Throughout London, people were waking to discover the yellow-grey fog surrounding their homes, some realizing its meaning, some not; many already too insane to care. Thousands had fled during the night, fortunate to have heard the warnings of the loudspeakers or the radio broadcasts. Those had, in turn, informed relatives, friends or loved ones, either by telephone (which, because of the chaos, was the least reliable) or by hurried visits.
But it was a big city, and the thousands who had time to flee were a small proportion compared to the millions who received no warning at all. The huge beacons were lit, but the rolling fog swept right over them, rising from the heat, but immediately descending once it was cleared.
The panic of the night before was nothing compared to the tragic and bizarre pandemonium that was to follow during the ensuing day.
19
Holman steered the Devastation Vehicle cautiously up the ramp out into the fog and away from the huge underground shelter. A man called Mason, gross and misshapen because of his protective clothing, sat in the seat next to him peering through the small, heavy lead-reinforced window, his face intense with concentration.

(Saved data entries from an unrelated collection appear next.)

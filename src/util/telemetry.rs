//! Telemetry helpers for structured logging.
//!
//! The crate only emits `tracing` events; installing a subscriber is left to
//! the host. [`init_tracing`] is a convenience for tests and small binaries.

/// Install a default `fmt` subscriber filtered by `RUST_LOG`, unless a global
/// subscriber is already set.
pub fn init_tracing() {
    if tracing::dispatcher::has_been_set() {
        return;
    }
    let _ = tracing_subscriber::fmt()
        .with_env_filter(tracing_subscriber::EnvFilter::from_default_env())
        .with_thread_names(true)
        .try_init();
}
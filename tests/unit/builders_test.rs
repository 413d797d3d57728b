//! Tests for the job manager builder

use std::sync::Arc;
use std::time::Duration;

use prometheus_jobs::{
    JobError, JobManagerBuilder, JobManagerConfig, LockManager, RequesterVictim,
};

#[test]
fn test_builder_applies_overrides() {
    let manager = JobManagerBuilder::new()
        .with_min_workers(0)
        .with_max_workers(3)
        .with_idle_timeout(Duration::from_millis(500))
        .build()
        .unwrap();
    assert_eq!(manager.config().max_workers, 3);
    assert_eq!(manager.config().min_workers, 0);
    assert_eq!(manager.config().idle_timeout(), Duration::from_millis(500));
    manager.shutdown();
}

#[test]
fn test_builder_rejects_invalid_config() {
    let err = JobManagerBuilder::new()
        .with_config(JobManagerConfig::new().with_max_workers(0))
        .build()
        .unwrap_err();
    assert!(matches!(err, JobError::InvalidConfig(_)));
}

#[test]
fn test_shared_lock_manager() {
    let locks = Arc::new(LockManager::new());
    let a = JobManagerBuilder::new()
        .with_lock_manager(Arc::clone(&locks))
        .build()
        .unwrap();
    let b = JobManagerBuilder::new()
        .with_lock_manager(Arc::clone(&locks))
        .build()
        .unwrap();
    assert!(Arc::ptr_eq(a.lock_manager(), b.lock_manager()));
    a.shutdown();
    b.shutdown();
}

#[test]
fn test_policy_with_shared_lock_manager_is_rejected() {
    let err = JobManagerBuilder::new()
        .with_lock_manager(Arc::new(LockManager::new()))
        .with_victim_policy(RequesterVictim)
        .build()
        .unwrap_err();
    assert!(matches!(err, JobError::InvalidConfig(_)));
}
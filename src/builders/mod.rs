//! Builders assembling a job manager from configuration and hooks.

pub mod manager_builder;

pub use manager_builder::JobManagerBuilder;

‘It doesn’t seem to be quite as thick as it was,’ said Holman, still looking directly ahead.
‘It’s probably settled in the London basin and now it’s spreading out a bit,’ Mason replied.
Holman nodded; it seemed logical. London was in a dip, a saucer-shaped bowl, surrounded by hills. The fog would have drifted into it and come to rest at its base, then sprawled out, filling the town. Its probable way out, unless there was a strong wind, was east along the Thames, through the flat country of Essex.